Hi all,
First time poster here, although I've been reading posts here for quite a while. This place has been invaluable for learning graphics programming -- thanks for a great resource!
Right now, I'm working on a graphics abstraction layer for .NET which supports D3D11, Vulkan, and OpenGL at the moment. I have implemented most of my planned features already, and things are working well. Some remaining features that I am planning are Compute Shaders, and some flavor of read-write shader resources. At the moment, my shaders can just get simple read-only access to a uniform (or constant) buffer, a texture, or a sampler. Unfortunately, I'm having a tough time grasping the distinctions between all of the different kinds of read-write resources that are available. In D3D alone, there seem to be 5 or 6 different kinds of resources with similar but different characteristics. On top of that, I get the impression that some of them are more or less "obsoleted" by the newer kinds, and don't have much of a place in modern code. There seem to be a few pivots:
The data source/destination (buffer or texture)
Read-write or read-only
Structured or unstructured (?)
Ordered vs unordered (?)
These are just my observations based on a lot of MSDN and OpenGL doc reading.
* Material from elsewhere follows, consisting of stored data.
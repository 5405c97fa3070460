//! Minefield state: mine layout, revealed cells and the flood-fill reveal.

use alloc::vec::Vec;

use crate::bitgrid::BitGrid;
use crate::common::{BoardError, RevealResult};
use crate::config::GameConfig;
use rand::Rng;

/// Offsets of the eight cells surrounding a cell.
const NEIGHBOR_OFFSETS: [(isize, isize); 8] = [
    (-1, -1),
    (-1, 0),
    (-1, 1),
    (0, -1),
    (0, 1),
    (1, -1),
    (1, 0),
    (1, 1),
];

/// In-bounds cells surrounding (row, col) on a `size×size` board.
pub fn neighbors(size: usize, row: usize, col: usize) -> impl Iterator<Item = (usize, usize)> {
    NEIGHBOR_OFFSETS.into_iter().filter_map(move |(dr, dc)| {
        let r = row.checked_add_signed(dr)?;
        let c = col.checked_add_signed(dc)?;
        (r < size && c < size).then_some((r, c))
    })
}

/// A square minefield. Mines are fixed at construction; revealed cells only grow.
#[derive(Clone, Debug)]
pub struct Board {
    size: usize,
    mines: BitGrid,
    revealed: BitGrid,
    mine_count: usize,
    mines_revealed: usize,
}

impl Board {
    /// Create a board with `mines` mines placed using the thread-local RNG.
    #[cfg(feature = "std")]
    pub fn new(size: usize, mines: usize) -> Result<Self, BoardError> {
        Self::with_rng(size, mines, &mut rand::rng())
    }

    /// Create a board, sampling mine positions from `rng`.
    ///
    /// Positions are drawn uniformly and redrawn on collision until exactly
    /// `mines` distinct cells are mined. The configuration is validated first,
    /// so the sampling always terminates.
    pub fn with_rng<R: Rng>(
        size: usize,
        mines: usize,
        rng: &mut R,
    ) -> Result<Self, BoardError> {
        GameConfig::new(size, mines).validate()?;
        let mut grid = BitGrid::new(size);
        let mut placed = 0;
        while placed < mines {
            let r = rng.random_range(0..size);
            let c = rng.random_range(0..size);
            if grid.set(r, c)? {
                placed += 1;
            }
        }
        log::debug!("placed {} mines on a {}x{} board", mines, size, size);
        Ok(Self::from_layout(size, grid))
    }

    /// Create a board with mines at exactly the given coordinates.
    pub fn with_mines<I>(size: usize, mines: I) -> Result<Self, BoardError>
    where
        I: IntoIterator<Item = (usize, usize)>,
    {
        GameConfig::new(size, 0).validate()?;
        let mut grid = BitGrid::new(size);
        for (r, c) in mines {
            if !grid.set(r, c)? {
                return Err(BoardError::DuplicateMine { row: r, col: c });
            }
        }
        GameConfig::new(size, grid.count_ones()).validate()?;
        Ok(Self::from_layout(size, grid))
    }

    fn from_layout(size: usize, mines: BitGrid) -> Self {
        Board {
            size,
            mine_count: mines.count_ones(),
            mines,
            revealed: BitGrid::new(size),
            mines_revealed: 0,
        }
    }

    /// Side length of the board.
    pub fn size(&self) -> usize {
        self.size
    }

    /// Number of mines on the board.
    pub fn mine_count(&self) -> usize {
        self.mine_count
    }

    /// Number of revealed cells, including a revealed mine.
    pub fn revealed_count(&self) -> usize {
        self.revealed.count_ones()
    }

    /// Safe cells still hidden.
    pub fn safe_cells_remaining(&self) -> usize {
        let safe_revealed = self.revealed_count() - self.mines_revealed;
        (self.size * self.size - self.mine_count) - safe_revealed
    }

    /// Returns `true` once every non-mine cell has been revealed.
    pub fn is_cleared(&self) -> bool {
        self.safe_cells_remaining() == 0
    }

    pub fn is_revealed(&self, row: usize, col: usize) -> bool {
        self.revealed.get(row, col).unwrap_or(false)
    }

    /// Returns `true` for a revealed mine. Hidden cells always report `false`.
    pub fn is_mine(&self, row: usize, col: usize) -> bool {
        self.is_revealed(row, col) && self.has_mine(row, col)
    }

    fn has_mine(&self, row: usize, col: usize) -> bool {
        self.mines.get(row, col).unwrap_or(false)
    }

    /// Number of mines among the eight cells around (row, col).
    ///
    /// The cell itself is not counted, so a mine cell reports only its
    /// neighbours. Cells past the edge contribute nothing.
    pub fn count_adjacent_mines(&self, row: usize, col: usize) -> usize {
        neighbors(self.size, row, col)
            .filter(|&(r, c)| self.has_mine(r, c))
            .count()
    }

    /// Reveal (row, col).
    ///
    /// Revealing an already revealed cell is a no-op that reports `Safe`. A
    /// hidden mine reports `Mine` and stops there. A hidden cell with no
    /// adjacent mines also reveals its whole zero region and the numbered
    /// cells bordering it.
    pub fn reveal(&mut self, row: usize, col: usize) -> Result<RevealResult, BoardError> {
        if !self.revealed.set(row, col)? {
            return Ok(RevealResult::Safe);
        }
        if self.has_mine(row, col) {
            self.mines_revealed += 1;
            log::debug!("revealed mine at ({}, {})", row, col);
            return Ok(RevealResult::Mine);
        }
        if self.count_adjacent_mines(row, col) == 0 {
            self.flood_from(row, col)?;
        }
        log::debug!(
            "revealed ({}, {}), {} cells open",
            row,
            col,
            self.revealed_count()
        );
        Ok(RevealResult::Safe)
    }

    /// Worklist flood fill from a revealed zero cell.
    fn flood_from(&mut self, row: usize, col: usize) -> Result<(), BoardError> {
        let mut stack: Vec<(usize, usize)> = alloc::vec![(row, col)];
        while let Some((r, c)) = stack.pop() {
            // every neighbour of a zero cell is safe
            for (nr, nc) in neighbors(self.size, r, c) {
                if !self.revealed.set(nr, nc)? {
                    continue;
                }
                let count = self.count_adjacent_mines(nr, nc);
                log::trace!("flood opened ({}, {}), count {}", nr, nc, count);
                if count == 0 {
                    stack.push((nr, nc));
                }
            }
        }
        Ok(())
    }
}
For my library, I'm not interested in exposing every possibility to the user -- just trying to find a good "middle-ground" that can be represented cleanly across API's which is good enough for common scenarios.
Can anyone give a sort of "overview" of the different options, and perhaps compare/contrast the concepts between Direct3D, OpenGL, and Vulkan? I'd also be very interested in hearing how other folks have abstracted these concepts in their libraries.